Kurt Kister: Deutscher Alltag:Sensibelchen und Großmaul

Dass das nichts wird mit Klinsmann und dem FC Bayern, war schon klar, als der Fußballer einst im Gefolge von Gerhard Schröder eine Kultstätte der Azteken besuchte.

Kurt Kister

Eigentlich hätte man schon im Februar 2002 wissen können, dass das nichts wird mit Klinsmann und dem FC Bayern. Bundeskanzler Gerhard Schröder besuchte Mexiko, wo es noch keine Grippeschweine gab. Während der größte Gerd aller Zeiten wichtige Gespräche in der Hauptstadt führte, machte ein Teil seiner Delegation einen touristischen Ausflug mit dem Bus nach Teotihuacán, einer bedeutenden Kultstätte der Azteken. Im Bus saßen typische Kanzler-Nachlatscher: Beamte, Abgeordnete, Reporter.

Kurt Kister: Deutscher Alltag: Schon die Azteken haben gerne mit dem Ball gespielt. Hier zeigen sie in Berlin, wie das aussah.

Schon die Azteken haben gerne mit dem Ball gespielt. Hier zeigen sie in Berlin, wie das aussah.

(Foto: Foto: dpa)

Außerdem noch drei "Sondergäste Kultur", nämlich der sensible Dichter Durs Grünbein, der großmäulige Malerfürst Markus Lüpertz sowie der zu jenen Zeiten sich außer Diensten befindende Fußballer Jürgen Klinsmann. Der Kanzler hatte sie mitgenommen, weil Schröder laute Maler, leise Dichter und bekannte Fußballer fast so sehr schätzt wie Russen, Chinesen und Erdöl. Außerdem hatte Klinsmann als Spezialqualifikation noch ein Projekt für Straßenfußballkinder, das er in Mexiko finanzierte.

Während im Bus der Maler Lüpertz dem Dichter Grünbein erklärte, wie dumm Kritiker sind, blickte Klinsmann melancholisch aus dem Fenster. Er sprach kaum. Als man in Teotihuacán angekommen war, sagte er auf dem großen Platz vor der ehrfurchtgebietenden Sonnenpyramide: "Da könnte man schön Fußball spielen." Dann sagte er nicht mehr viel - im Gegensatz zum Malerfürsten, der dauernd redete und dabei mit einem Gehstock, gekrönt von einem silbernen Totenkopf, herumfuchtelte.

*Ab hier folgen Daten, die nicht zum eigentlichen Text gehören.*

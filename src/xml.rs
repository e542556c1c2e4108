//! XML response parsing into a loosely-typed payload tree.
//!
//! The service answers every request with an XML document rooted at an
//! `<ISBNdb>` envelope. This module converts that document into a
//! [`serde_json::Value`] tree:
//!
//! - element attributes become keys of the element's object;
//! - repeated child elements collect into an array;
//! - an element with both attributes and text stores the text under
//!   `__content__`;
//! - an element with only text becomes a plain string;
//! - an empty element becomes `Null`.
//!
//! The tree keeps the service's original key casing; normalization is a
//! separate, later step (see [`crate::normalize`]).

use crate::error::{IsbndbError, Result};
use quick_xml::events::{BytesStart, Event};
use quick_xml::Reader;
use serde_json::{Map, Value};

/// One element being assembled while its end tag is still pending.
struct PendingElement {
    name: String,
    entries: Map<String, Value>,
    text: String,
}

impl PendingElement {
    fn root() -> Self {
        PendingElement {
            name: String::new(),
            entries: Map::new(),
            text: String::new(),
        }
    }

    fn from_start(start: &BytesStart<'_>) -> Result<Self> {
        let name = String::from_utf8_lossy(start.name().as_ref()).to_string();
        let mut entries = Map::new();
        for attribute in start.attributes() {
            let attribute = attribute
                .map_err(|e| IsbndbError::MalformedResponse(format!("bad attribute: {e}")))?;
            let key = String::from_utf8_lossy(attribute.key.as_ref()).to_string();
            let value = attribute
                .unescape_value()
                .map_err(|e| IsbndbError::MalformedResponse(format!("bad attribute value: {e}")))?
                .to_string();
            entries.insert(key, Value::String(value));
        }
        Ok(PendingElement {
            name,
            entries,
            text: String::new(),
        })
    }

    /// Collapse this element into a value once its end tag is seen.
    fn finish(mut self) -> (String, Value) {
        let text = self.text.trim();
        let value = if self.entries.is_empty() {
            if text.is_empty() {
                Value::Null
            } else {
                Value::String(text.to_string())
            }
        } else {
            if !text.is_empty() {
                self.entries
                    .insert("__content__".to_string(), Value::String(text.to_string()));
            }
            Value::Object(self.entries)
        };
        (self.name, value)
    }

    /// Attach a finished child, collecting repeated names into an array.
    fn attach(&mut self, name: String, value: Value) {
        match self.entries.get_mut(&name) {
            Some(Value::Array(items)) => items.push(value),
            Some(existing) => {
                let first = existing.take();
                *existing = Value::Array(vec![first, value]);
            }
            None => {
                self.entries.insert(name, value);
            }
        }
    }
}

/// Parse an XML response body into a payload tree.
///
/// The result maps the root element's name to its value, e.g.
/// `{"ISBNdb": {...}}`.
///
/// # Errors
///
/// Returns [`IsbndbError::MalformedResponse`] if the body is not
/// well-formed XML or contains no element at all.
///
/// # Examples
///
/// ```
/// use isbndb::xml::parse_payload;
/// use serde_json::json;
///
/// let payload = parse_payload(
///     r#"<ISBNdb server_time="2012-06-16T20:10:13Z">
///          <BookList total_results="2"><BookData book_id="x"><Title>X</Title></BookData></BookList>
///        </ISBNdb>"#,
/// ).unwrap();
/// assert_eq!(payload["ISBNdb"]["BookList"]["total_results"], json!("2"));
/// assert_eq!(payload["ISBNdb"]["BookList"]["BookData"]["Title"], json!("X"));
/// ```
pub fn parse_payload(xml: &str) -> Result<Value> {
    let mut reader = Reader::from_str(xml);
    reader.config_mut().trim_text(true);

    let mut stack = vec![PendingElement::root()];
    let mut buf = Vec::new();

    loop {
        match reader.read_event_into(&mut buf) {
            Ok(Event::Start(start)) => stack.push(PendingElement::from_start(&start)?),
            Ok(Event::Empty(start)) => {
                let (name, value) = PendingElement::from_start(&start)?.finish();
                top(&mut stack)?.attach(name, value);
            }
            Ok(Event::Text(text)) => {
                let text = text
                    .unescape()
                    .map_err(|e| IsbndbError::MalformedResponse(format!("bad text: {e}")))?;
                top(&mut stack)?.text.push_str(&text);
            }
            Ok(Event::CData(cdata)) => {
                top(&mut stack)?
                    .text
                    .push_str(&String::from_utf8_lossy(&cdata.into_inner()));
            }
            Ok(Event::End(_)) => {
                let (name, value) = stack
                    .pop()
                    .ok_or_else(|| {
                        IsbndbError::MalformedResponse("unbalanced end tag".to_string())
                    })?
                    .finish();
                top(&mut stack)?.attach(name, value);
            }
            Ok(Event::Eof) => break,
            Ok(Event::Decl(_) | Event::PI(_) | Event::Comment(_) | Event::DocType(_)) => {}
            Err(e) => {
                return Err(IsbndbError::MalformedResponse(format!(
                    "XML parse error at byte {}: {e}",
                    reader.buffer_position()
                )))
            }
        }
        buf.clear();
    }

    match stack.pop() {
        Some(root) if stack.is_empty() && !root.entries.is_empty() => {
            Ok(Value::Object(root.entries))
        }
        Some(_) | None => Err(IsbndbError::MalformedResponse(
            "document contains no complete root element".to_string(),
        )),
    }
}

fn top<'a>(stack: &'a mut [PendingElement]) -> Result<&'a mut PendingElement> {
    stack
        .last_mut()
        .ok_or_else(|| IsbndbError::MalformedResponse("unbalanced document".to_string()))
}

#[cfg(test)]
mod tests {
    use super::*;
    use serde_json::json;

    #[test]
    fn test_attributes_become_keys() {
        let payload = parse_payload(
            r#"<ISBNdb><BookList total_results="1664" page_size="10"/></ISBNdb>"#,
        )
        .unwrap();
        assert_eq!(
            payload,
            json!({"ISBNdb": {"BookList": {"total_results": "1664", "page_size": "10"}}})
        );
    }

    #[test]
    fn test_text_only_element_becomes_string() {
        let payload =
            parse_payload("<ISBNdb><Title>100th Day of School</Title></ISBNdb>").unwrap();
        assert_eq!(payload["ISBNdb"]["Title"], json!("100th Day of School"));
    }

    #[test]
    fn test_text_with_attributes_stored_under_content() {
        let payload = parse_payload(
            r#"<ISBNdb><PublisherText publisher_id="cartwheel">Cartwheel</PublisherText></ISBNdb>"#,
        )
        .unwrap();
        assert_eq!(
            payload["ISBNdb"]["PublisherText"],
            json!({"publisher_id": "cartwheel", "__content__": "Cartwheel"})
        );
    }

    #[test]
    fn test_repeated_children_collect_into_array() {
        let payload = parse_payload(
            r#"<ISBNdb><List><Data id="a"/><Data id="b"/><Data id="c"/></List></ISBNdb>"#,
        )
        .unwrap();
        assert_eq!(
            payload["ISBNdb"]["List"]["Data"],
            json!([{"id": "a"}, {"id": "b"}, {"id": "c"}])
        );
    }

    #[test]
    fn test_single_child_stays_object() {
        let payload =
            parse_payload(r#"<ISBNdb><List><Data id="only"/></List></ISBNdb>"#).unwrap();
        assert_eq!(payload["ISBNdb"]["List"]["Data"], json!({"id": "only"}));
    }

    #[test]
    fn test_empty_element_is_null() {
        let payload = parse_payload("<ISBNdb><Nothing/></ISBNdb>").unwrap();
        assert_eq!(payload["ISBNdb"]["Nothing"], Value::Null);
    }

    #[test]
    fn test_entities_are_unescaped() {
        let payload =
            parse_payload("<ISBNdb><Title>Cats &amp; Dogs</Title></ISBNdb>").unwrap();
        assert_eq!(payload["ISBNdb"]["Title"], json!("Cats & Dogs"));
    }

    #[test]
    fn test_malformed_xml_is_rejected() {
        for bad in ["", "not xml at all", "<ISBNdb>", "<a><b></a></b>", "<<<>>>"] {
            let err = parse_payload(bad).unwrap_err();
            assert!(
                matches!(err, IsbndbError::MalformedResponse(_)),
                "expected MalformedResponse for {bad:?}"
            );
        }
    }

    #[test]
    fn test_xml_declaration_is_skipped() {
        let payload =
            parse_payload(r#"<?xml version="1.0" encoding="UTF-8"?><ISBNdb server_time="t"/>"#)
                .unwrap();
        assert_eq!(payload, json!({"ISBNdb": {"server_time": "t"}}));
    }
}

Wahrscheinlich wäre es gescheiter gewesen, der FC Bayern hätte Lüpertz als Trainer engagiert und Klinsmann in Ruhe gelassen. Lüpertz malt mindestens so gut, wie Beckenbauer Fußball gespielt hat, außerdem kann er auch so blöd daherreden wie der Beckenbauer, nur dass das bei Lüpertz auch noch gebildet klingt. Motivieren würde er die Millionenbuben mit seinem Schädel-Gehstock so, wie der Alte Fritz seine Kanaillen mit dem Gehstock vorangetrieben hat.

Klinsmann war zu sensibel für den FC Bayern. Zwar mühte er sich, die Leute in der Kabine heiß zu machen. Hörte man dann aber, wie er von einem "geilen Spiel" sprach und dabei das "ei" in geil kässpatzenhaft in die Länge zog, wusste man, dass er bald wieder zurück sollte nach Kalifornien, wo sich niemand daran stößt, wenn einer Buddhas aufs Dach stellt.

Jedenfalls zeugte schon Klinsmanns Wunsch, vor der Sonnenpyramide zu Teotihuacán Fußball zu spielen, von lebensfrüh erreichter Weltweisheit - aber auch von Resignation. Das ist kein Wunder, denn wer das Wesen der Welt erkennt, der muss resignieren. Zwar kommt es nicht so häufig vor, dass Schwaben das Wesen der Welt erkennen, aber in gewisser Weise ist Klinsmann ohnehin wenn nicht der Heidegger des Fußballs, so doch der Hoeneß der Philosophie.

Schon die Azteken haben gerne mit dem Ball gespielt, manchmal sogar um ihr Leben. Wer verlor, wurde geopfert. Der Ballspielplatz, behauptet jedenfalls Wikipedia, hieß Tlachtli, der Ball angeblich Olli. Der spielt auch nicht mehr beim FC Bayern.